> [Work to be completed]
Within the entries that follow, report how many lines contain the word "providers", giving the number by itself.

[Records from a data source]
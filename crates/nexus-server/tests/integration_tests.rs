//! Integration tests for the HTTP server

use axum::{
    body::Body,
    http::{Request, StatusCode},
    Router,
};
use nexus_domain::{CarouselSlide, PostVariation};
use nexus_llm::{MockProvider, TextProvider};
use nexus_pipeline::{GenerationService, PipelineConfig};
use nexus_server::build_app;
use nexus_server::handlers::{
    ErrorResponse, GenerationResponse, HealthCheckResponse, ImageResponse, TopicResponse,
    TrendsResponse,
};
use serde::de::DeserializeOwned;
use std::sync::Arc;
use std::time::Duration;
use tower::ServiceExt; // for oneshot

/// App with no credentials: every request falls back to simulation
fn simulated_app() -> Router {
    build_app(GenerationService::from_config(&PipelineConfig::default()).unwrap())
}

/// App whose providers are scripted mocks
fn mocked_app(posts: &str, slides: &str, auxiliary: &str) -> Router {
    let service = GenerationService::new(
        vec![
            Arc::new(MockProvider::failing("gemini")) as Arc<dyn TextProvider>,
            Arc::new(MockProvider::new("groq", posts)) as Arc<dyn TextProvider>,
        ],
        vec![Arc::new(MockProvider::new("groq", slides)) as Arc<dyn TextProvider>],
        Duration::from_secs(5),
    )
    .with_auxiliary(Arc::new(MockProvider::new("groq", auxiliary)));
    build_app(service)
}

fn post_json(uri: &str, body: &str) -> Request<Body> {
    Request::builder()
        .method("POST")
        .uri(uri)
        .header("content-type", "application/json")
        .body(Body::from(body.to_string()))
        .unwrap()
}

fn get(uri: &str) -> Request<Body> {
    Request::builder()
        .method("GET")
        .uri(uri)
        .body(Body::empty())
        .unwrap()
}

async fn read_json<T: DeserializeOwned>(response: axum::response::Response) -> T {
    let body = axum::body::to_bytes(response.into_body(), usize::MAX)
        .await
        .unwrap();
    serde_json::from_slice(&body).unwrap()
}

#[tokio::test]
async fn test_health_check_endpoint() {
    let response = simulated_app().oneshot(get("/health")).await.unwrap();
    assert_eq!(response.status(), StatusCode::OK);

    let health: HealthCheckResponse = read_json(response).await;
    assert_eq!(health.status, "ok");
    assert_eq!(health.providers.len(), 3);
    assert!(health.providers.iter().all(|p| !p.configured));
    assert_eq!(health.post_chain, vec!["gemini", "groq", "cohere"]);
    assert_eq!(health.carousel_chain, vec!["groq", "gemini"]);
}

#[tokio::test]
async fn test_index_banner() {
    let response = simulated_app().oneshot(get("/")).await.unwrap();
    assert_eq!(response.status(), StatusCode::OK);

    let body = axum::body::to_bytes(response.into_body(), usize::MAX)
        .await
        .unwrap();
    assert_eq!(&body[..], b"Nexus AI Multi-Model Engine");
}

#[tokio::test]
async fn test_generate_posts_simulated() {
    let request = post_json(
        "/api/generate",
        r#"{"topic": "Remote Work", "options": {"tone": "Professional", "length": "Medium"}}"#,
    );

    let response = simulated_app().oneshot(request).await.unwrap();
    assert_eq!(response.status(), StatusCode::OK);

    let body: GenerationResponse<Vec<PostVariation>> = read_json(response).await;
    assert!(body.success);
    assert_eq!(body.source, "simulation");
    assert_eq!(body.data.len(), 3);
    assert!(body.data.iter().all(|p| p.content.contains("Remote Work")));
}

#[tokio::test]
async fn test_generate_posts_without_options() {
    let request = post_json("/api/generate", r#"{"topic": "Deep Work"}"#);

    let response = simulated_app().oneshot(request).await.unwrap();
    assert_eq!(response.status(), StatusCode::OK);
}

#[tokio::test]
async fn test_generate_posts_from_provider() {
    let posts = r#"[{"id":1,"title":"A","content":"a"},{"id":2,"title":"B","content":"b"},{"id":3,"title":"C","content":"c"}]"#;
    let request = post_json(
        "/api/generate",
        r#"{"topic": "Rust", "options": {"tone": "Viral/Hook", "length": "Short"}}"#,
    );

    let response = mocked_app(posts, "[]", "").oneshot(request).await.unwrap();
    let body: GenerationResponse<Vec<PostVariation>> = read_json(response).await;

    assert_eq!(body.source, "groq");
    assert_eq!(body.data[1].title, "B");
}

#[tokio::test]
async fn test_generate_posts_empty_topic() {
    let request = post_json("/api/generate", r#"{"topic": "   "}"#);

    let response = simulated_app().oneshot(request).await.unwrap();
    assert_eq!(response.status(), StatusCode::BAD_REQUEST);

    let body: ErrorResponse = read_json(response).await;
    assert!(!body.success);
    assert_eq!(body.error, "Topic must not be empty");
}

#[tokio::test]
async fn test_generate_carousel_default_count() {
    let request = post_json("/api/generate-carousel", r#"{"topic": "Deep Work"}"#);

    let response = simulated_app().oneshot(request).await.unwrap();
    assert_eq!(response.status(), StatusCode::OK);

    let body: GenerationResponse<Vec<CarouselSlide>> = read_json(response).await;
    assert_eq!(body.source, "simulation");
    assert_eq!(body.data.len(), 5);
    assert_eq!(body.data[0].id, 1);
    assert_eq!(body.data[4].id, 5);
}

#[tokio::test]
async fn test_generate_carousel_short_answer_rejected() {
    let four = r#"[{"title":"1","content":"a"},{"title":"2","content":"b"},{"title":"3","content":"c"},{"title":"4","content":"d"}]"#;
    let request = post_json(
        "/api/generate-carousel",
        r#"{"topic": "Deep Work", "slideCount": 5}"#,
    );

    let response = mocked_app("[]", four, "").oneshot(request).await.unwrap();
    let body: GenerationResponse<Vec<CarouselSlide>> = read_json(response).await;

    assert_eq!(body.source, "simulation");
    assert_eq!(body.data.len(), 5);
}

#[tokio::test]
async fn test_generate_carousel_out_of_range() {
    for count in [2, 11] {
        let request = post_json(
            "/api/generate-carousel",
            &format!(r#"{{"topic": "Deep Work", "slideCount": {}}}"#, count),
        );

        let response = simulated_app().oneshot(request).await.unwrap();
        assert_eq!(response.status(), StatusCode::BAD_REQUEST);
    }
}

#[tokio::test]
async fn test_generate_carousel_malformed_slide_count() {
    for slide_count in ["-1", "\"five\"", "4.5"] {
        let request = post_json(
            "/api/generate-carousel",
            &format!(r#"{{"topic": "Deep Work", "slideCount": {}}}"#, slide_count),
        );

        let response = simulated_app().oneshot(request).await.unwrap();
        assert_eq!(response.status(), StatusCode::BAD_REQUEST);

        let body: ErrorResponse = read_json(response).await;
        assert!(!body.success);
        assert!(body.error.contains("slideCount"), "{}", body.error);
    }
}

#[tokio::test]
async fn test_generate_posts_non_string_tone() {
    let request = post_json(
        "/api/generate",
        r#"{"topic": "Remote Work", "options": {"tone": 7}}"#,
    );

    let response = simulated_app().oneshot(request).await.unwrap();
    assert_eq!(response.status(), StatusCode::BAD_REQUEST);

    let body: ErrorResponse = read_json(response).await;
    assert!(!body.success);
}

#[tokio::test]
async fn test_generate_wrong_content_type() {
    let request = Request::builder()
        .method("POST")
        .uri("/api/generate")
        .header("content-type", "text/plain")
        .body(Body::from(r#"{"topic": "Remote Work"}"#))
        .unwrap();

    let response = simulated_app().oneshot(request).await.unwrap();
    assert_eq!(response.status(), StatusCode::BAD_REQUEST);

    let body: ErrorResponse = read_json(response).await;
    assert!(!body.success);
    assert!(!body.error.is_empty());
}

#[tokio::test]
async fn test_generate_image_malformed_body() {
    let request = post_json("/api/generate-image", r#"{"topic": "AI", "style": "#);

    let response = simulated_app().oneshot(request).await.unwrap();
    assert_eq!(response.status(), StatusCode::BAD_REQUEST);
}

#[tokio::test]
async fn test_generate_image() {
    let request = post_json(
        "/api/generate-image",
        r#"{"topic": "AI Agents", "style": "Cyberpunk"}"#,
    );

    let response = mocked_app("[]", "[]", "Neon robots at a desk")
        .oneshot(request)
        .await
        .unwrap();
    assert_eq!(response.status(), StatusCode::OK);

    let body: ImageResponse = read_json(response).await;
    assert!(body.success);
    assert_eq!(body.prompt, "Neon robots at a desk");
    assert!(body
        .image_url
        .starts_with("https://image.pollinations.ai/prompt/Neon%20robots%20at%20a%20desk?seed="));
}

#[tokio::test]
async fn test_suggest_topic_fallback() {
    let response = simulated_app()
        .oneshot(get("/api/suggest-topic"))
        .await
        .unwrap();

    let body: TopicResponse = read_json(response).await;
    assert!(body.success);
    assert_eq!(body.topic, "The Future of AI Agents");
}

#[tokio::test]
async fn test_trends() {
    let response = simulated_app().oneshot(get("/api/trends")).await.unwrap();
    assert_eq!(response.status(), StatusCode::OK);

    let body: TrendsResponse = read_json(response).await;
    assert_eq!(body.data.len(), 3);
    assert_eq!(body.data[1].topic, "Sustainable Tech");
}

#[tokio::test]
async fn test_unknown_route() {
    let response = simulated_app().oneshot(get("/api/history")).await.unwrap();
    assert_eq!(response.status(), StatusCode::NOT_FOUND);
}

> [Task output]
3